I don`t do much digging , but did find a coupla old dolls in an attic of an old house being remodeled . .


----------



## aarrggh (Aug 4, 2012)

Head and all was found scattered aeround  .


----------



## LC (Aug 4, 2012)

I dug up only one large painted doll head years ago , it was china, or I guess that is what it was . Showed it to a guy who liked dolls . He asked me if I would consider trading it for something and asked what I liked . I told him old bottles . He went in the house and came out with a Mischler's Herb Bitters clean as a pin . And yes , I did trade with him . He cared nothing about the bottle , said he found it in a fence row , and I did not care anything about the doll head so we both ended up with something we wanted .


----------



## botlguy (Aug 5, 2012)

I have to laugh about this topic. 

 Back in the early years of the internet, some bottle page, can't remember what or who it was,  was asking for digging stories. I related one about getting a permission from a nice old (80s) lady to dig her privy, behind a 1882 - 84 place she had lived in all her life.  

 We dug three privies in that yard and unearthed (dang, wish we had spell check here sometimes) a complete but disjointed doll.  When that old lady saw that she cried and begged for it which we immediately gave her.  She said she remembered losing it when she did here nightly "duty" back when she was a child. I submitted a more lengthey story about this occasion and the editors turned it down as implausible or a lie. 

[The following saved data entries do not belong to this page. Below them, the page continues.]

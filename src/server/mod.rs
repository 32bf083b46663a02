//! TCP control server.
//!
//! Listens on the control port and creates a [`ClientConn`] for each
//! accepted connection. Each connection is announced to the hub via
//! `HubEvent::ClientConnected`, and every complete line it sends arrives as
//! `HubEvent::ClientLine`.
//!
//! # Architecture
//!
//! ```text
//! ControlServer ──spawn──► accept loop ──► ClientSet (shared, Arc<Mutex>)
//!                              │                │
//!                              │          per client: read task ──► HubEvent
//!                              │                      write task ◄── send / broadcast
//!                              ▼
//!                        HubEvent::ClientConnected
//! ```
//!
//! # Lifecycle
//!
//! `Stopped` ──start()──► `Running` ──stop()──► `Stopped`. Stopping cancels
//! the accept loop, waits for it to release the listening socket, and
//! disconnects every client. Both transitions are idempotent.

mod client_conn;
mod clients;

use std::net::{IpAddr, SocketAddr};

use anyhow::{Context, Result};
use tokio::net::{TcpListener, TcpSocket};
use tokio::task::JoinHandle;
use tokio_util::sync::CancellationToken;

use crate::config::Config;
use crate::constants::{ACCEPT_RETRY_DELAY, LISTEN_BACKLOG};
use crate::hub::{HubEvent, HubEventSender};

pub use client_conn::ClientConn;
pub use clients::ClientSet;

/// Connection id, unique among live connections and reused after disconnect.
pub type ClientId = u32;

/// Server lifecycle state.
#[derive(Debug, Clone, Copy, PartialEq, Eq)]
pub enum ServerState {
    /// No listener; no clients.
    Stopped,
    /// Accepting connections.
    Running,
}

#[derive(Debug)]
struct RunningServer {
    local_addr: SocketAddr,
    cancel: CancellationToken,
    accept_handle: JoinHandle<()>,
}

/// TCP control server and its live client set.
#[derive(Debug)]
pub struct ControlServer {
    bind_address: String,
    port: u16,
    max_clients: usize,
    clients: ClientSet,
    hub_event_tx: HubEventSender,
    running: Option<RunningServer>,
}

impl ControlServer {
    /// Create a stopped server.
    pub fn new(config: &Config, hub_event_tx: HubEventSender) -> Self {
        Self {
            bind_address: config.bind_address.clone(),
            port: config.port,
            max_clients: config.max_clients,
            clients: ClientSet::new(),
            hub_event_tx,
            running: None,
        }
    }

    /// Current lifecycle state.
    pub fn state(&self) -> ServerState {
        if self.running.is_some() {
            ServerState::Running
        } else {
            ServerState::Stopped
        }
    }

    /// Bound address while running.
    pub fn local_addr(&self) -> Option<SocketAddr> {
        self.running.as_ref().map(|r| r.local_addr)
    }

    /// The live client set.
    pub fn clients(&self) -> &ClientSet {
        &self.clients
    }

    /// Bind the listener and spawn the accept loop.
    ///
    /// Must be called from within a tokio runtime. Returns the bound address;
    /// calling it while already running returns the existing address.
    ///
    /// # Errors
    ///
    /// Returns an error if the bind address is invalid or the port cannot be
    /// bound.
    pub fn start(&mut self) -> Result<SocketAddr> {
        if let Some(running) = &self.running {
            return Ok(running.local_addr);
        }

        let ip: IpAddr = self
            .bind_address
            .parse()
            .with_context(|| format!("Invalid bind address: {}", self.bind_address))?;
        let addr = SocketAddr::new(ip, self.port);
        let listener = bind_listener(addr)
            .with_context(|| format!("Failed to bind control port: {addr}"))?;
        let local_addr = listener.local_addr()?;
        // Restarts after a link bounce reuse the port actually bound.
        self.port = local_addr.port();

        log::info!("[Server] Listening on {}", local_addr);

        let cancel = CancellationToken::new();
        let accept_handle = tokio::spawn(accept_loop(
            listener,
            self.clients.clone(),
            self.hub_event_tx.clone(),
            cancel.clone(),
            self.max_clients,
        ));

        self.running = Some(RunningServer {
            local_addr,
            cancel,
            accept_handle,
        });
        Ok(local_addr)
    }

    /// Stop accepting, release the port and disconnect every client.
    pub async fn stop(&mut self) {
        let Some(running) = self.running.take() else {
            return;
        };

        running.cancel.cancel();
        if let Err(e) = running.accept_handle.await {
            log::warn!("[Server] Accept loop ended abnormally: {e}");
        }

        let dropped = self.clients.disconnect_all();
        log::info!("[Server] Stopped ({} client(s) disconnected)", dropped);
    }

    /// Send `msg` to every live client. Returns the number reached.
    pub fn broadcast(&self, msg: &str) -> usize {
        self.clients.broadcast_except(msg, None)
    }

    /// Send `msg` to every live client except `except`.
    pub fn broadcast_except(&self, msg: &str, except: ClientId) -> usize {
        self.clients.broadcast_except(msg, Some(except))
    }

    /// Send `msg` to one client. A no-op for clients that are gone.
    pub fn send_to(&self, client_id: ClientId, msg: &str) -> bool {
        self.clients.send_to(client_id, msg)
    }
}

fn bind_listener(addr: SocketAddr) -> std::io::Result<TcpListener> {
    let socket = match addr {
        SocketAddr::V4(_) => TcpSocket::new_v4()?,
        SocketAddr::V6(_) => TcpSocket::new_v6()?,
    };
    // Rebinding after a link bounce must not wait out TIME_WAIT.
    socket.set_reuseaddr(true)?;
    socket.bind(addr)?;
    socket.listen(LISTEN_BACKLOG)
}

/// Accept loop, runs as a tokio task until `cancel` fires.
async fn accept_loop(
    listener: TcpListener,
    clients: ClientSet,
    hub_event_tx: HubEventSender,
    cancel: CancellationToken,
    max_clients: usize,
) {
    loop {
        let accepted = tokio::select! {
            () = cancel.cancelled() => break,
            accepted = listener.accept() => accepted,
        };

        let (stream, peer) = match accepted {
            Ok(accepted) => accepted,
            Err(e) => {
                log::error!("[Server] Failed to accept connection: {e}");
                tokio::select! {
                    () = cancel.cancelled() => break,
                    () = tokio::time::sleep(ACCEPT_RETRY_DELAY) => continue,
                }
            }
        };

        if clients.len() >= max_clients {
            log::warn!(
                "[Server] Rejecting {}: {} clients already connected",
                peer,
                max_clients
            );
            drop(stream);
            continue;
        }

        if let Err(e) = stream.set_nodelay(true) {
            log::debug!("[Server] set_nodelay failed for {}: {e}", peer);
        }

        let (reader, writer) = stream.into_split();
        let conn_cancel = cancel.child_token();
        let Some((client_id, serial)) = clients
            .insert_with(|client_id| ClientConn::new(client_id, peer, writer, conn_cancel.clone()))
        else {
            log::warn!("[Server] No free connection id for {}", peer);
            continue;
        };

        log::info!("[Server] New connection from {} (client {})", peer, client_id);

        if hub_event_tx
            .send(HubEvent::ClientConnected { client_id })
            .is_err()
        {
            log::warn!("[Server] Hub event channel closed, stopping accept loop");
            break;
        }

        client_conn::spawn_reader(
            client_id,
            serial,
            reader,
            clients.clone(),
            hub_event_tx.clone(),
            conn_cancel,
        );
    }

    log::info!("[Server] Accept loop stopped");
}

#[cfg(test)]
mod tests {
    use super::*;
    use std::time::Duration;
    use tokio::io::AsyncWriteExt;
    use tokio::net::TcpStream;
    use tokio::sync::mpsc;

    fn local_config() -> Config {
        Config {
            bind_address: "127.0.0.1".into(),
            port: 0,
            ..Config::default()
        }
    }

    async fn next_event(rx: &mut mpsc::UnboundedReceiver<HubEvent>) -> HubEvent {
        tokio::time::timeout(Duration::from_secs(2), rx.recv())
            .await
            .expect("Timed out waiting for hub event")
            .expect("Channel closed")
    }

    #[tokio::test]
    async fn test_server_accepts_connection_and_fires_event() {
        let (hub_tx, mut hub_rx) = mpsc::unbounded_channel::<HubEvent>();
        let mut server = ControlServer::new(&local_config(), hub_tx);
        assert_eq!(server.state(), ServerState::Stopped);

        let addr = server.start().unwrap();
        assert_eq!(server.state(), ServerState::Running);
        let _stream = TcpStream::connect(addr).await.unwrap();

        assert_eq!(
            next_event(&mut hub_rx).await,
            HubEvent::ClientConnected { client_id: 1 }
        );
        assert_eq!(server.clients().len(), 1);

        server.stop().await;
    }

    #[tokio::test]
    async fn test_lines_arrive_as_hub_events() {
        let (hub_tx, mut hub_rx) = mpsc::unbounded_channel::<HubEvent>();
        let mut server = ControlServer::new(&local_config(), hub_tx);
        let addr = server.start().unwrap();

        let mut stream = TcpStream::connect(addr).await.unwrap();
        next_event(&mut hub_rx).await;

        stream.write_all(b"PO").await.unwrap();
        stream.flush().await.unwrap();
        tokio::time::sleep(Duration::from_millis(20)).await;
        stream.write_all(b"LL\nSET A TRUE\n").await.unwrap();

        assert_eq!(
            next_event(&mut hub_rx).await,
            HubEvent::ClientLine { client_id: 1, line: "POLL".into() }
        );
        assert_eq!(
            next_event(&mut hub_rx).await,
            HubEvent::ClientLine { client_id: 1, line: "SET A TRUE".into() }
        );

        drop(stream);
        assert_eq!(
            next_event(&mut hub_rx).await,
            HubEvent::ClientDisconnected { client_id: 1 }
        );
        assert!(server.clients().is_empty());
        assert!(!server.send_to(1, "gone\n\n"));

        server.stop().await;
    }

    #[tokio::test]
    async fn test_stop_is_idempotent_and_restartable() {
        let (hub_tx, mut hub_rx) = mpsc::unbounded_channel::<HubEvent>();
        let mut server = ControlServer::new(&local_config(), hub_tx);

        server.stop().await;
        let addr = server.start().unwrap();
        let _stream = TcpStream::connect(addr).await.unwrap();
        next_event(&mut hub_rx).await;

        server.stop().await;
        server.stop().await;
        assert_eq!(server.state(), ServerState::Stopped);
        assert!(server.clients().is_empty());
        assert!(server.local_addr().is_none());

        assert_eq!(server.start().unwrap(), addr);
        assert_eq!(server.state(), ServerState::Running);
        server.stop().await;
    }

    #[tokio::test]
    async fn test_connections_beyond_limit_are_closed() {
        let (hub_tx, mut hub_rx) = mpsc::unbounded_channel::<HubEvent>();
        let config = Config {
            max_clients: 1,
            ..local_config()
        };
        let mut server = ControlServer::new(&config, hub_tx);
        let addr = server.start().unwrap();

        let _first = TcpStream::connect(addr).await.unwrap();
        next_event(&mut hub_rx).await;

        let mut second = TcpStream::connect(addr).await.unwrap();
        let mut buf = [0u8; 1];
        let n = tokio::time::timeout(
            Duration::from_secs(2),
            tokio::io::AsyncReadExt::read(&mut second, &mut buf),
        )
        .await
        .expect("Timed out waiting for rejection")
        .unwrap_or(0);
        assert_eq!(n, 0);
        assert_eq!(server.clients().len(), 1);

        server.stop().await;
    }

    #[tokio::test]
    async fn test_invalid_bind_address() {
        let (hub_tx, _hub_rx) = mpsc::unbounded_channel::<HubEvent>();
        let config = Config {
            bind_address: "not-an-ip".into(),
            ..local_config()
        };
        let mut server = ControlServer::new(&config, hub_tx);
        assert!(server.start().is_err());
        assert_eq!(server.state(), ServerState::Stopped);
    }
}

 I have lots more stories many wouldn't believe. Oh well. It would be different if I cared.


----------



## LC (Aug 5, 2012)

Jim , not sure if you are serious or not as to wishing there was a spell check , but there is a spell check available , its to the far right of the font face and size above the comment window . It is marked REC .


----------



## RICKJJ59W (Aug 5, 2012)

> ORIGINAL:  aarrggh
> 
> I don`t do much digging , but did find a coupla old dolls in an attic of an old house being remodeled . .


 
 wow that is a freaky one not that old but still,I wouldn't want to find it in the dark


----------



## RICKJJ59W (Aug 5, 2012)

Here is a perdy one


----------



## LC (Aug 5, 2012)

That one is similar to the one I found Rick .


----------



## RICKJJ59W (Aug 5, 2012)

Occupied Japan, he must of got his arms blown off [:-]


----------



## RICKJJ59W (Aug 5, 2012)

> ORIGINAL:  L C
> 
> That one is similar to the one I found Rick .


 

 I am searching through my pix.I know I found a lot of creepy ones I just cant find them--------still searching


----------



## RICKJJ59W (Aug 5, 2012)

What a doll


----------



## botlguy (Aug 5, 2012)

> ORIGINAL:  L C
> 
> Jim , not sure if you are serious or not as to wishing there was a spell check , butÂ there is a spell check available , its to the far right of the font face and size above the comment window . It is marked REC .


 I am there right now and for some reason I am not seeing that. All I see on that line is: Font Face (then) Font Size (then) ? (then) Quote original.        That's all there is on that line. 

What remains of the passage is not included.